Der Vorwurf, daß die Jugend die innere Bindung zum Staat noch nicht gefunden hat, trifft nach meiner Auffassung nicht so sehr die Jugend selbst, als uns alle, auch die Regierung. Ich glaube, daß es für die Zukunft unsere Aufgabe sein wird, diese innere Bindung der Jugend zum Staat von uns aus wiederherzustellen. Wenn der verehrte Herr Bundestagspräsident vorhin davon ge-
sprochen hat, daß das Gespräch um den Wehrbeitrag nicht mehr abreißen wird, dann glaube ich sagen zu müssen, daß es unser aller Aufgabe sein sollte, im besonderen das Gespräch mit der deutschen Jugend zu führen.

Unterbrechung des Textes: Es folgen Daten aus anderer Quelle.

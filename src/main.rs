use anyhow::Result;
use clap::Parser;
use std::path::PathBuf;
use tracing::info;
use tracing_subscriber::{fmt, prelude::*, EnvFilter};
use vpm_index_core::{FeedConfig, IndexStorage};
use vpm_index_http::{GitHubClient, DEFAULT_API_URL};

/// Build a VPM package index from GitHub releases.
#[derive(Debug, Parser)]
#[command(name = "vpm-index", version, about)]
struct Cli {
    /// Source configuration with a `vpm` section
    #[arg(short, long, default_value = "source.json")]
    config: PathBuf,

    /// Where to write the generated index
    #[arg(short, long, default_value = "out/vpm.json")]
    output: PathBuf,

    /// GitHub REST API base URL
    #[arg(long, env = "VPM_GITHUB_API_URL", default_value = DEFAULT_API_URL)]
    api_url: String,

    /// Token sent as a bearer credential; raises the API rate limit
    #[arg(long, env = "GITHUB_TOKEN", hide_env_values = true)]
    token: Option<String>,
}

#[tokio::main]
async fn main() -> Result<()> {
    let cli = Cli::parse();

    let filter = EnvFilter::try_from_default_env().unwrap_or_else(|_| EnvFilter::new("info"));

    tracing_subscriber::registry()
        .with(fmt::layer())
        .with(filter)
        .init();

    info!("Building VPM index.json");
    info!("Config: {}", cli.config.display());

    let feed = FeedConfig::load(&cli.config).await?;
    let client = GitHubClient::new(&cli.api_url, cli.token)?;
    if !client.has_token() {
        info!("GITHUB_TOKEN not set, using unauthenticated rate limits");
    }

    let storage = IndexStorage::new(cli.output);
    let summary = vpm_index_core::run(&client, &feed, &storage).await?;

    println!(
        "{}: {} packages, {} versions",
        storage.path().display(),
        summary.packages,
        summary.versions
    );

    Ok(())
}
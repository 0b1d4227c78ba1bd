use anyhow::{Context, Result};
use async_trait::async_trait;
use reqwest::header::{HeaderMap, HeaderValue, ACCEPT, AUTHORIZATION, USER_AGENT};
use reqwest::{Client, RequestBuilder, Response, StatusCode};
use serde::de::DeserializeOwned;
use tracing::{debug, warn};
use vpm_index_core::hosting::{
    Asset, Contributor, HostingApi, Languages, Release, RepoId, RepositoryProfile, WeeklyCommits,
};

pub const DEFAULT_API_URL: &str = "https://api.github.com";

const USER_AGENT_VALUE: &str = "VPM-Builder";
const API_ACCEPT: &str = "application/vnd.github.v3+json";
const RAW_ACCEPT: &str = "application/octet-stream";
const CONTRIBUTORS_PAGE_SIZE: u32 = 10;

/// GitHub REST client. Every request carries the bearer token when one is
/// configured.
pub struct GitHubClient {
    client: Client,
    base_url: String,
    token: Option<String>,
}

impl GitHubClient {
    pub fn new(base_url: &str, token: Option<String>) -> Result<Self> {
        let mut headers = HeaderMap::new();
        headers.insert(USER_AGENT, HeaderValue::from_static(USER_AGENT_VALUE));

        let client = Client::builder()
            .default_headers(headers)
            .build()
            .context("Failed to create HTTP client")?;

        Ok(Self {
            client,
            base_url: base_url.trim_end_matches('/').to_string(),
            token: token.filter(|t| !t.is_empty()),
        })
    }

    pub fn has_token(&self) -> bool {
        self.token.is_some()
    }

    fn request(&self, url: &str) -> RequestBuilder {
        let request = self.client.get(url);
        match &self.token {
            Some(token) => request.header(AUTHORIZATION, format!("Bearer {}", token)),
            None => request,
        }
    }

    fn repo_url(&self, repo: &RepoId, path: &str) -> String {
        format!("{}/repos/{}/{}{}", self.base_url, repo.owner, repo.name, path)
    }

    /// GET an API endpoint. Non-success and `204 No Content` yield `None`.
    async fn get_api(&self, url: &str) -> Result<Option<Response>> {
        let response = self
            .request(url)
            .header(ACCEPT, API_ACCEPT)
            .send()
            .await
            .with_context(|| format!("Request to {} failed", url))?;

        let status = response.status();
        if !status.is_success() || status == StatusCode::NO_CONTENT {
            debug!("{} returned HTTP {}", url, status);
            return Ok(None);
        }
        Ok(Some(response))
    }

    async fn get_json<T: DeserializeOwned>(&self, url: &str) -> Result<Option<T>> {
        match self.get_api(url).await? {
            Some(response) => response
                .json()
                .await
                .map(Some)
                .with_context(|| format!("Invalid response from {}", url)),
            None => Ok(None),
        }
    }

    /// Like `get_json`, but an undecodable body also degrades to `None`.
    async fn get_json_lenient<T: DeserializeOwned>(&self, url: &str) -> Result<Option<T>> {
        let Some(response) = self.get_api(url).await? else {
            return Ok(None);
        };
        let bytes = response
            .bytes()
            .await
            .with_context(|| format!("Failed to read response from {}", url))?;
        Ok(serde_json::from_slice(&bytes).ok())
    }

    async fn get_bytes(&self, request: RequestBuilder, url: &str) -> Result<Option<Vec<u8>>> {
        let response = request
            .send()
            .await
            .with_context(|| format!("Request to {} failed", url))?;

        if !response.status().is_success() {
            debug!("{} returned HTTP {}", url, response.status());
            return Ok(None);
        }

        let bytes = response
            .bytes()
            .await
            .with_context(|| format!("Failed to read body of {}", url))?;
        Ok(Some(bytes.to_vec()))
    }
}

#[async_trait]
impl HostingApi for GitHubClient {
    async fn repository(&self, repo: &RepoId) -> Result<Option<RepositoryProfile>> {
        let profile: Option<RepositoryProfile> = self.get_json(&self.repo_url(repo, "")).await?;
        if profile.is_none() {
            warn!("Failed to fetch repo info for {}", repo);
        }
        Ok(profile)
    }

    async fn releases(&self, repo: &RepoId) -> Result<Vec<Release>> {
        let releases: Option<Vec<Release>> =
            self.get_json(&self.repo_url(repo, "/releases")).await?;
        if releases.is_none() {
            warn!("Failed to fetch releases for {}", repo);
        }
        Ok(releases.unwrap_or_default())
    }

    async fn languages(&self, repo: &RepoId) -> Result<Languages> {
        Ok(self
            .get_json_lenient(&self.repo_url(repo, "/languages"))
            .await?
            .unwrap_or_default())
    }

    async fn contributors(&self, repo: &RepoId) -> Result<Vec<Contributor>> {
        let path = format!("/contributors?per_page={}", CONTRIBUTORS_PAGE_SIZE);
        Ok(self
            .get_json_lenient(&self.repo_url(repo, &path))
            .await?
            .unwrap_or_default())
    }

    async fn commit_activity(&self, repo: &RepoId) -> Result<Vec<WeeklyCommits>> {
        // 202 Accepted with `{}` while GitHub is still computing statistics
        Ok(self
            .get_json_lenient(&self.repo_url(repo, "/stats/commit_activity"))
            .await?
            .unwrap_or_default())
    }

    async fn asset_content(&self, asset: &Asset) -> Result<Option<Vec<u8>>> {
        let request = self.request(&asset.url).header(ACCEPT, RAW_ACCEPT);
        self.get_bytes(request, &asset.url).await
    }

    async fn download(&self, url: &str) -> Result<Option<Vec<u8>>> {
        self.get_bytes(self.request(url), url).await
    }
}
//! Integration tests for the reconciliation sweeper.

use std::sync::Arc;

use antepool_room::{RoomConfig, RoomService};
use antepool_store::{MemoryStore, Store};
use antepool_sweep::{SweepConfig, Sweeper};
use antepool_tournament::TournamentService;
use antepool_types::{GameId, MatchStatus, RoomKind, RoomStatus, TournamentConfig, UserId};
use chrono::{DateTime, Duration, TimeZone, Utc};
use rand::rngs::StdRng;
use rand::SeedableRng;

fn start() -> DateTime<Utc> {
    Utc.with_ymd_and_hms(2026, 3, 1, 18, 0, 0).unwrap()
}

struct Fixture {
    store: Arc<MemoryStore>,
    rooms: Arc<RoomService<MemoryStore>>,
    tournaments: Arc<TournamentService<MemoryStore>>,
    sweeper: Sweeper<MemoryStore>,
}

impl Fixture {
    fn new() -> Fixture {
        let store = Arc::new(MemoryStore::new());
        let rooms = Arc::new(RoomService::new(store.clone()));
        let tournaments = Arc::new(TournamentService::new(store.clone()));
        let sweeper = Sweeper::new(
            store.clone(),
            rooms.clone(),
            tournaments.clone(),
            SweepConfig::default(),
        );
        Fixture { store, rooms, tournaments, sweeper }
    }
}

#[tokio::test]
async fn test_sweep_walks_rooms_through_their_windows() {
    let mut fx = Fixture::new();
    let config = RoomConfig::new(
        GameId(1),
        RoomKind::ScoreContest,
        start(),
        start() + Duration::hours(1),
    );
    let room = fx.rooms.create_room(config).await.unwrap();
    let before = start() - Duration::minutes(10);
    fx.rooms.join(room.id, UserId(1), before).await.unwrap();
    fx.rooms.join(room.id, UserId(2), before).await.unwrap();

    // Before the window: nothing to do.
    let report = fx.sweeper.sweep_once(before).await;
    assert_eq!(report.rooms_changed, 0);

    // Inside the window: the room starts.
    let report = fx.sweeper.sweep_once(start() + Duration::minutes(1)).await;
    assert_eq!(report.rooms_changed, 1);
    assert_eq!(report.rooms_finalized, 0);

    fx.rooms
        .submit_score(room.id, UserId(1), 700, start() + Duration::minutes(2))
        .await
        .unwrap();

    // Past the window: the room finalizes; later sweeps skip it entirely.
    let report = fx.sweeper.sweep_once(start() + Duration::hours(2)).await;
    assert_eq!(report.rooms_finalized, 1);
    let stored = fx.store.get_room(room.id).await.unwrap();
    assert_eq!(stored.status, RoomStatus::Completed);

    let report = fx.sweeper.sweep_once(start() + Duration::hours(3)).await;
    assert_eq!(report, Default::default());
    assert_eq!(fx.sweeper.stats().sweeps, 4);
    assert_eq!(fx.sweeper.stats().rooms_finalized, 1);
}

#[tokio::test]
async fn test_sweep_times_out_overdue_tournament_matches() {
    let mut fx = Fixture::new();
    let mut config = RoomConfig::new(
        GameId(1),
        RoomKind::Tournament,
        start(),
        start() + Duration::hours(4),
    );
    config.max_players = 16;
    let room = fx.rooms.create_room(config).await.unwrap();
    let before = start() - Duration::minutes(10);
    for user in 1..=4 {
        fx.rooms.join(room.id, UserId(user), before).await.unwrap();
    }
    fx.rooms.reconcile(room.id, start()).await.unwrap();
    fx.tournaments
        .create_tournament(room.id, &TournamentConfig::default(), start(), &mut StdRng::seed_from_u64(2))
        .await
        .unwrap();

    // Start both round-1 matches, then let the clock blow past the limit.
    let round1 = fx.store.list_matches_by_round(room.id, 1).await.unwrap();
    let match_start = start() + Duration::minutes(1);
    fx.tournaments.start_match(round1[0].id, match_start).await.unwrap();
    fx.tournaments.start_match(round1[1].id, match_start).await.unwrap();

    let overdue = match_start + Duration::minutes(30);
    let report = fx.sweeper.sweep_once(overdue).await;
    assert_eq!(report.matches_timed_out, 2);
    assert_eq!(report.errors, 0);

    // Both timeouts advanced the higher seeds into the final.
    let round1 = fx.store.list_matches_by_round(room.id, 1).await.unwrap();
    assert!(round1.iter().all(|m| m.status == MatchStatus::Timeout));
    let stored = fx.store.get_room(room.id).await.unwrap();
    assert_eq!(stored.current_round, 2);
    let finals = fx.store.list_matches_by_round(room.id, 2).await.unwrap();
    assert_eq!(finals[0].occupant_count(), 2);
}

#[tokio::test]
async fn test_sweep_cancels_under_min_rooms_at_start() {
    let mut fx = Fixture::new();
    let config = RoomConfig::new(
        GameId(1),
        RoomKind::ScoreContest,
        start(),
        start() + Duration::hours(1),
    );
    let room = fx.rooms.create_room(config).await.unwrap();
    fx.rooms.join(room.id, UserId(1), start() - Duration::minutes(5)).await.unwrap();

    let report = fx.sweeper.sweep_once(start() + Duration::minutes(1)).await;
    assert_eq!(report.rooms_changed, 1);

    let stored = fx.store.get_room(room.id).await.unwrap();
    assert_eq!(stored.status, RoomStatus::Cancelled);
}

Lassen Sie mich zusammenfassen. Meine Partei fordert gleiches Recht für alle in der Innen- und Außenpolitik. Als Voraussetzung hierzu sieht sie die Lösung der dringendsten sozialen Fragen wie Wohnungsbau, einen echten Lastenausgleich und die Eingliederung der Vertriebenen und sonstigen Kriegsgeschädigten im Sinne einer sozialen Neuordnung an. Im Zuge solcher Maßnahmen bedarf es eines einmaligen großen materiellen Opfern durch die deutschen Besitzenden und durch alle für die Freiheit kämpfenden Völker. Ohne soziale Befriedung ist eine echte Volksgemeinschaft mit einem gesunden Wehrwillen nicht möglich, und ein Wehrbeitrag darf in keinem Fall die soziale Entwicklung des deutschen Volkes hemmen oder gefährden. Der BHE ist davon überzeugt, daß die Überwindung uns wesensfremder Ideologien nur durch eine bessere soziale Ordnung zu erreichen ist. Er fordert eine völlige außenpolitische Gleichberechtigung mit allen für die Freiheit kämpfenden Nationen. Dazu gehört neben der Wiederherstellung der deutschen Soldatenehre auch die Überstellung der als sogenannte Kriegsverbrecher festgehaltenen Deutschen. Der BHE wehrt sich ferner gegen eine Verknüpfung von Generalvertrag und Wehrbeitrag sowie gegen Beschränkungen in der Produktion, in der Forschung und im Außenhandel. Nur unter diesen Voraussetzungen könnten wir für die Aufstellung eines deutschen Kontingents in der europäischen Verteidigungsgemeinschaft zur Sicherung des Friedens und zum Schutz der Heimat eintreten; nur so können wir unsere Frauen und Mütter, deren unauslöschliche Friedenssehnsucht sich überall kundtut, zur Zustimmung zu einem deutschen Wehrbeitrag bewegen. Der BHE wird sich aber niemals bereit erklären, denen die Hand zu reichen, die in unverantwortlicher Weise, bewußt oder unbewußt, den „Ohne-mich-Standpunkt" propagieren.